Comorbidities Increase Mortality from Causes Other than Prostate Cancer, Study Reports

Comorbidities Increase Mortality from Causes Other than Prostate Cancer, Study Reports

The presence of one or more additional diseases (comorbidity) does not affect the risk of dying from prostate cancer, regardless of treatment type, a Swedish observational study reports. However, high comorbidity in prostate cancer patients is linked with increased mortality from other causes.

The study, “Effect of Comorbidity on Prostate Cancer–Specific Mortality: A Prospective Observational Study,” was published in The Journal of Clinical Oncology.

“Comorbidities are medical disorders that coexist with, but are distinct from, the primary diagnosis,” authors explained. They are usually associated with worsening health outcomes.

While researchers have addressed comorbidity in prostate cancer patients, studies have reported conflicting results on its association with prostate cancer mortality.

Researchers at the Queen Mary University of London, England, and the Karolinska Institute in Stockholm, Sweden, and colleagues investigated the effect of comorbidities on prostate cancer-specific mortality after accounting for patient and tumor characteristics.

Treatment type was also taken into account in their analysis. These included radical prostatectomy (a surgical procedure for removing the prostate gland); radical radiotherapy (a non-surgical treatment using radiation); androgen deprivation therapy, and watchful waiting (a strategy that monitors prostate cancer that isn’t causing any symptoms and avoids treatment unless it becomes symptomatic).

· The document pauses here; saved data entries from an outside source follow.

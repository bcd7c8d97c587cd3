//! CRC-framed serial telemetry link
//! ===========================================================
//!
//! Frame: `[0xAA, 0x55, len, seq, kind, payload[len], crc_lo, crc_hi]`
//! - `len` is the payload length, at most 252 bytes
//! - `seq` increments per frame and wraps
//! - CRC-16/CCITT-FALSE covers header and payload

use crc16::{State, CCITT_FALSE};
use embedded_io_async::Write;
use heapless::Vec;

use super::Transport;

pub const HEADER: [u8; 2] = [0xAA, 0x55];
pub const HEADER_LEN: usize = 5;
pub const MAX_PAYLOAD: usize = 252;
pub const FRAME: usize = HEADER_LEN + MAX_PAYLOAD + 2;

/// Frame kind carried in byte 4.
pub const KIND_MEASUREMENT: u8 = 0x01;

#[derive(Debug, Clone, Copy, PartialEq, Eq, thiserror::Error)]
#[cfg_attr(feature = "defmt", derive(defmt::Format))]
pub enum LinkError {
    #[error("payload of {0} bytes exceeds a frame")]
    PayloadTooLarge(usize),
    #[error("serial write failed")]
    Io,
}

#[derive(Debug, Clone, Copy, PartialEq, Eq, thiserror::Error)]
#[cfg_attr(feature = "defmt", derive(defmt::Format))]
pub enum FrameError {
    #[error("bad frame header")]
    BadHeader,
    #[error("frame truncated")]
    Truncated,
    #[error("CRC mismatch: computed {computed:#06x}, received {received:#06x}")]
    BadChecksum { computed: u16, received: u16 },
}

/// A validated frame borrowed from the receive buffer.
#[derive(Debug, Clone, Copy, PartialEq, Eq)]
pub struct Frame<'a> {
    pub seq: u8,
    pub kind: u8,
    pub payload: &'a [u8],
}

pub fn encode_frame(seq: u8, kind: u8, payload: &[u8]) -> Result<Vec<u8, FRAME>, LinkError> {
    if payload.len() > MAX_PAYLOAD {
        return Err(LinkError::PayloadTooLarge(payload.len()));
    }
    let mut out: Vec<u8, FRAME> = Vec::new();
    // capacity checked above
    let _ = out.extend_from_slice(&HEADER);
    let _ = out.extend_from_slice(&[payload.len() as u8, seq, kind]);
    let _ = out.extend_from_slice(payload);
    let crc = State::<CCITT_FALSE>::calculate(&out).to_le_bytes();
    let _ = out.extend_from_slice(&crc);
    Ok(out)
}

pub fn decode_frame(buf: &[u8]) -> Result<Frame<'_>, FrameError> {
    if buf.len() < HEADER_LEN + 2 {
        return Err(FrameError::Truncated);
    }
    if buf[0..2] != HEADER {
        return Err(FrameError::BadHeader);
    }
    let len = buf[2] as usize;
    if len > MAX_PAYLOAD {
        return Err(FrameError::BadHeader);
    }
    let crc_pos = HEADER_LEN + len;
    if buf.len() < crc_pos + 2 {
        return Err(FrameError::Truncated);
    }
    let received = u16::from_le_bytes([buf[crc_pos], buf[crc_pos + 1]]);
    let computed = State::<CCITT_FALSE>::calculate(&buf[..crc_pos]);
    if computed != received {
        return Err(FrameError::BadChecksum { computed, received });
    }
    Ok(Frame {
        seq: buf[3],
        kind: buf[4],
        payload: &buf[HEADER_LEN..crc_pos],
    })
}

/// Sends each payload as one measurement frame over a byte sink.
pub struct FramedLink<W> {
    tx: W,
    seq: u8,
}

impl<W: Write> FramedLink<W> {
    pub fn new(tx: W) -> Self {
        Self { tx, seq: 0 }
    }

    pub fn into_inner(self) -> W {
        self.tx
    }
}

impl<W: Write> Transport for FramedLink<W> {
    async fn send(&mut self, payload: &[u8]) -> Result<(), LinkError> {
        let frame = encode_frame(self.seq, KIND_MEASUREMENT, payload)?;
        self.seq = self.seq.wrapping_add(1);
        self.tx.write_all(&frame).await.map_err(|_| LinkError::Io)?;
        self.tx.flush().await.map_err(|_| LinkError::Io)
    }
}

The study included 118,543 prostate cancer patients from the Prostate Cancer Database in Sweden from 1998 to 2012. Patients were followed for a median of 8.3 years until they died, either from prostate cancer or from other causes. Comorbidity registers were retrieved from 10 years before, until the date of prostate cancer diagnosis.

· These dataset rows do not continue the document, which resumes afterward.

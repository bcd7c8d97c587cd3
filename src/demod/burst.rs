//! Fixed-burst trimmed peak-to-peak RMS.

use heapless::Vec;

use super::peak_to_peak_rms;
use crate::config::MAX_BURST_SAMPLES;
use crate::drivers::{code_to_volts, SampleSource};
use crate::packet::AmplitudeEstimate;

/// Samples dropped from each end of a sorted burst of `samples`.
pub fn trim_count(samples: usize, trim_percent: u8) -> usize {
    samples * trim_percent as usize / 100
}

/// Collects exactly `samples` codes as fast as the source allows.
pub fn measure<A: SampleSource>(
    adc: &mut A,
    scratch: &mut Vec<i16, MAX_BURST_SAMPLES>,
    samples: usize,
    trim_percent: u8,
    vref: f32,
) -> AmplitudeEstimate {
    scratch.clear();
    for _ in 0..samples.min(MAX_BURST_SAMPLES) {
        // bounded by the capacity check above
        let _ = scratch.push(adc.read().code());
    }
    let trim = trim_count(scratch.len(), trim_percent);
    AmplitudeEstimate::single(trimmed_rms(scratch, trim, vref))
}

/// Sorts `codes` in place and converts the span between the `trim`-th
/// smallest and `trim`-th largest codes to RMS volts.
pub fn trimmed_rms(codes: &mut [i16], trim: usize, vref: f32) -> f32 {
    if codes.len() <= 2 * trim {
        return 0.0;
    }
    codes.sort_unstable();
    let low = codes[trim] as i32;
    let high = codes[codes.len() - 1 - trim] as i32;
    peak_to_peak_rms(code_to_volts((high - low) as f32, vref))
}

An initial analysis that did not account for either patient and tumor characteristics or treatment type showed that comorbidities affected the risk of patients dying specifically due to prostate cancer and from other causes. Patients with the highest comorbidity score were two times more likely to die from prostate cancer, and five times more likely to die from any other cause.

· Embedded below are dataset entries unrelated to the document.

#[cfg(test)]
mod tests {
    use super::*;
    use crate::demod::{peak_to_peak_rms, DemodulationStrategy};
    use crate::drivers::{code_to_volts, RawSample};
    use embassy_futures::block_on;
    use std::cell::RefCell;
    use std::rc::Rc;
    use std::vec::Vec;

    #[derive(Debug, Clone, Copy, PartialEq, Eq)]
    enum Event {
        Frequency(u32),
        Channel(u8),
    }

    #[derive(Default)]
    struct Bench {
        frequency: Option<u32>,
        channel: Option<u8>,
        events: Vec<Event>,
        toggle: bool,
    }

    type Shared = Rc<RefCell<Bench>>;

    struct Generator(Shared);
    impl StimulusGenerator for Generator {
        fn set_frequency(&mut self, hz: u32) {
            let mut b = self.0.borrow_mut();
            b.frequency = Some(hz);
            b.events.push(Event::Frequency(hz));
        }
    }

    struct Selector(Shared, u8);
    impl ChannelSelector for Selector {
        fn channel_count(&self) -> u8 {
            self.1
        }
        fn enable(&mut self, channel: u8) {
            if channel == 0 || channel > self.1 {
                return;
            }
            let mut b = self.0.borrow_mut();
            b.channel = Some(channel);
            b.events.push(Event::Channel(channel));
        }
        fn enabled(&self) -> Option<u8> {
            self.0.borrow().channel
        }
    }

    /// Square wave whose amplitude encodes the active frequency and channel.
    struct Adc(Shared);
    impl SampleSource for Adc {
        fn read(&mut self) -> RawSample {
            let mut b = self.0.borrow_mut();
            let amp = amplitude_code(b.frequency.unwrap_or(0), b.channel.unwrap_or(0));
            b.toggle = !b.toggle;
            RawSample::from_code(if b.toggle { amp } else { -amp })
        }
    }

    fn amplitude_code(hz: u32, channel: u8) -> i16 {
        (hz / 10) as i16 + channel as i16 * 10
    }

    #[derive(Default)]
    struct Sensors {
        refreshes: u32,
        fail: bool,
    }
    impl EnvironmentSensors for Sensors {
        async fn refresh(&mut self, readings: &mut EnvironmentReadings) {
            self.refreshes += 1;
            if !self.fail {
                readings.bme_temperature = 20.0 + self.refreshes as f32;
            }
        }
    }

    fn config(frequencies: &[u32], channels: u8) -> ScanConfig {
        let strategy = DemodulationStrategy::TrimmedBurst {
            samples: 20,
            trim_percent: 5,
        };
        ScanConfig::new(frequencies, channels, strategy)
            .unwrap()
            .with_settling(Duration::from_micros(10))
    }

    fn controller<const P: usize>(
        frequencies: &[u32],
        channels: u8,
    ) -> (ScanController<Generator, Selector, Adc, Sensors, P>, Shared) {
        let bench: Shared = Rc::default();
        let ctl = ScanController::new(
            config(frequencies, channels),
            Generator(bench.clone()),
            Selector(bench.clone(), channels),
            Adc(bench.clone()),
            Sensors::default(),
        )
        .unwrap();
        (ctl, bench)
    }

    #[test]
    fn cycle_visits_each_pair_once_frequency_major() {
        let (mut ctl, bench) = controller::<4>(&[1_000, 5_000], 2);
        let packet = block_on(ctl.run_cycle(&Shutdown::new()));
        assert!(packet.is_some());
        assert_eq!(
            bench.borrow().events,
            vec![
                Event::Frequency(1_000),
                Event::Channel(1),
                Event::Channel(2),
                Event::Frequency(5_000),
                Event::Channel(1),
                Event::Channel(2),
            ]
        );
        assert_eq!(ctl.state(), ScanState::Idle);
        assert_eq!(ctl.cycles(), 1);
    }

    #[test]
    fn packet_slots_follow_scan_order() {
        let (mut ctl, _bench) = controller::<6>(&[1_000, 5_000, 100], 2);
        let packet = block_on(ctl.run_cycle(&Shutdown::new())).unwrap();

        for point in scan_order(3, 2) {
            let hz = [1_000, 5_000, 100][point.frequency_index];
            let amp = amplitude_code(hz, point.channel) as f32;
            let expected = peak_to_peak_rms(code_to_volts(2.0 * amp, 2.5));
            let got = packet.estimate(point.index(2)).unwrap();
            assert!((got.mean - expected).abs() < 1e-6, "{point:?}: {got:?}");
            assert_eq!(got.std_dev, 0.0);
        }
    }

    #[test]
    fn state_machine_walks_documented_transitions() {
        let (mut ctl, _bench) = controller::<2>(&[1_000], 2);
        let mut seen = vec![ctl.state()];
        loop {
            let done = block_on(ctl.step()).is_some();
            seen.push(ctl.state());
            if done {
                break;
            }
        }
        use ScanState::*;
        assert_eq!(
            seen,
            vec![
                Idle,
                SelectFrequency,
                SelectChannel,
                Settle,
                Sample,
                Advance,
                SelectChannel,
                Settle,
                Sample,
                Advance,
                Idle
            ]
        );
    }

    #[test]
    fn order_repeats_across_cycles() {
        let (mut ctl, bench) = controller::<4>(&[1_000, 5_000], 2);
        let shutdown = Shutdown::new();
        block_on(ctl.run_cycle(&shutdown)).unwrap();
        let first: Vec<Event> = bench.borrow_mut().events.drain(..).collect();
        block_on(ctl.run_cycle(&shutdown)).unwrap();
        assert_eq!(bench.borrow().events, first);
        assert_eq!(ctl.cycles(), 2);
    }

    #[test]
    fn environment_is_read_once_per_cycle() {
        let (mut ctl, _bench) = controller::<4>(&[1_000, 5_000], 2);
        let shutdown = Shutdown::new();
        let first = block_on(ctl.run_cycle(&shutdown)).unwrap();
        let second = block_on(ctl.run_cycle(&shutdown)).unwrap();
        assert_eq!(first.environment.bme_temperature, 21.0);
        assert_eq!(second.environment.bme_temperature, 22.0);
        let (_, _, _, sensors) = ctl.release();
        assert_eq!(sensors.refreshes, 2);
    }

    #[test]
    fn failed_sensor_read_keeps_last_value() {
        let (mut ctl, _bench) = controller::<2>(&[1_000], 2);
        let shutdown = Shutdown::new();
        block_on(ctl.run_cycle(&shutdown)).unwrap();
        ctl.environment.fail = true;
        let packet = block_on(ctl.run_cycle(&shutdown)).unwrap();
        assert_eq!(packet.environment.bme_temperature, 21.0);
    }

    #[test]
    fn shutdown_stops_before_next_transition() {
        let (mut ctl, bench) = controller::<4>(&[1_000, 5_000], 2);
        let shutdown = Shutdown::new();
        for _ in 0..3 {
            block_on(ctl.step());
        }
        shutdown.request();
        assert!(block_on(ctl.run_cycle(&shutdown)).is_none());
        assert_eq!(ctl.state(), ScanState::Idle);
        assert_eq!(
            bench.borrow().events,
            vec![Event::Frequency(1_000), Event::Channel(1)]
        );
    }

    #[test]
    fn rejects_mismatched_packet_size() {
        let bench: Shared = Rc::default();
        let res = ScanController::<_, _, _, _, 3>::new(
            config(&[1_000, 5_000], 2),
            Generator(bench.clone()),
            Selector(bench.clone(), 2),
            Adc(bench),
            Sensors::default(),
        );
        assert!(matches!(
            res,
            Err(ConfigError::PointMismatch {
                expected: 3,
                actual: 4
            })
        ));
    }

    #[test]
    fn rejects_more_channels_than_selector_has() {
        let bench: Shared = Rc::default();
        let res = ScanController::<_, _, _, _, 4>::new(
            config(&[1_000], 4),
            Generator(bench.clone()),
            Selector(bench.clone(), 2),
            Adc(bench),
            Sensors::default(),
        );
        assert!(matches!(
            res,
            Err(ConfigError::TooManyChannels {
                requested: 4,
                available: 2
            })
        ));
    }

    #[test]
    fn widest_channel_count_completes_the_cycle() {
        let (mut ctl, bench) = controller::<255>(&[1_000], u8::MAX);
        let packet = block_on(ctl.run_cycle(&Shutdown::new()));
        assert!(packet.is_some());
        assert_eq!(ctl.cycles(), 1);
        let bench = bench.borrow();
        let events = &bench.events;
        assert_eq!(events.len(), 1 + 255);
        assert_eq!(events[1], Event::Channel(1));
        assert_eq!(events[255], Event::Channel(255));
        assert_eq!(ctl.point(), ScanPoint { frequency_index: 0, channel: 1 });
    }

    #[test]
    fn scan_order_is_frequency_major() {
        let order: Vec<(usize, u8)> = scan_order(2, 3)
            .map(|p| (p.frequency_index, p.channel))
            .collect();
        assert_eq!(order, vec![(0, 1), (0, 2), (0, 3), (1, 1), (1, 2), (1, 3)]);
        let slots: Vec<usize> = scan_order(2, 3).map(|p| p.index(3)).collect();
        assert_eq!(slots, vec![0, 1, 2, 3, 4, 5]);
    }
}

But after accounting for patient (marital status, educational level) and tumor characteristics (PSA levels, tumor grade, and clinical stage) the team failed to detect any effect of comorbidity on prostate-cancer specific mortality. The effect was maintained, however, for mortality due to other causes.

The same lack of effect was observed when they further adjusted for each treatment type. The association to other-causes mortality remained unaltered, with the most striking effect observed in patients treated with radical prostatectomy. Patients with high comorbidity had a 4.42-fold increase in mortality from other causes, compared to those without comorbidities.

Overall, these results suggest “that comorbidity affects other-cause mortality but not prostate cancer-specific mortality, accounting for patient and tumor characteristics and treatment type,” the study concluded.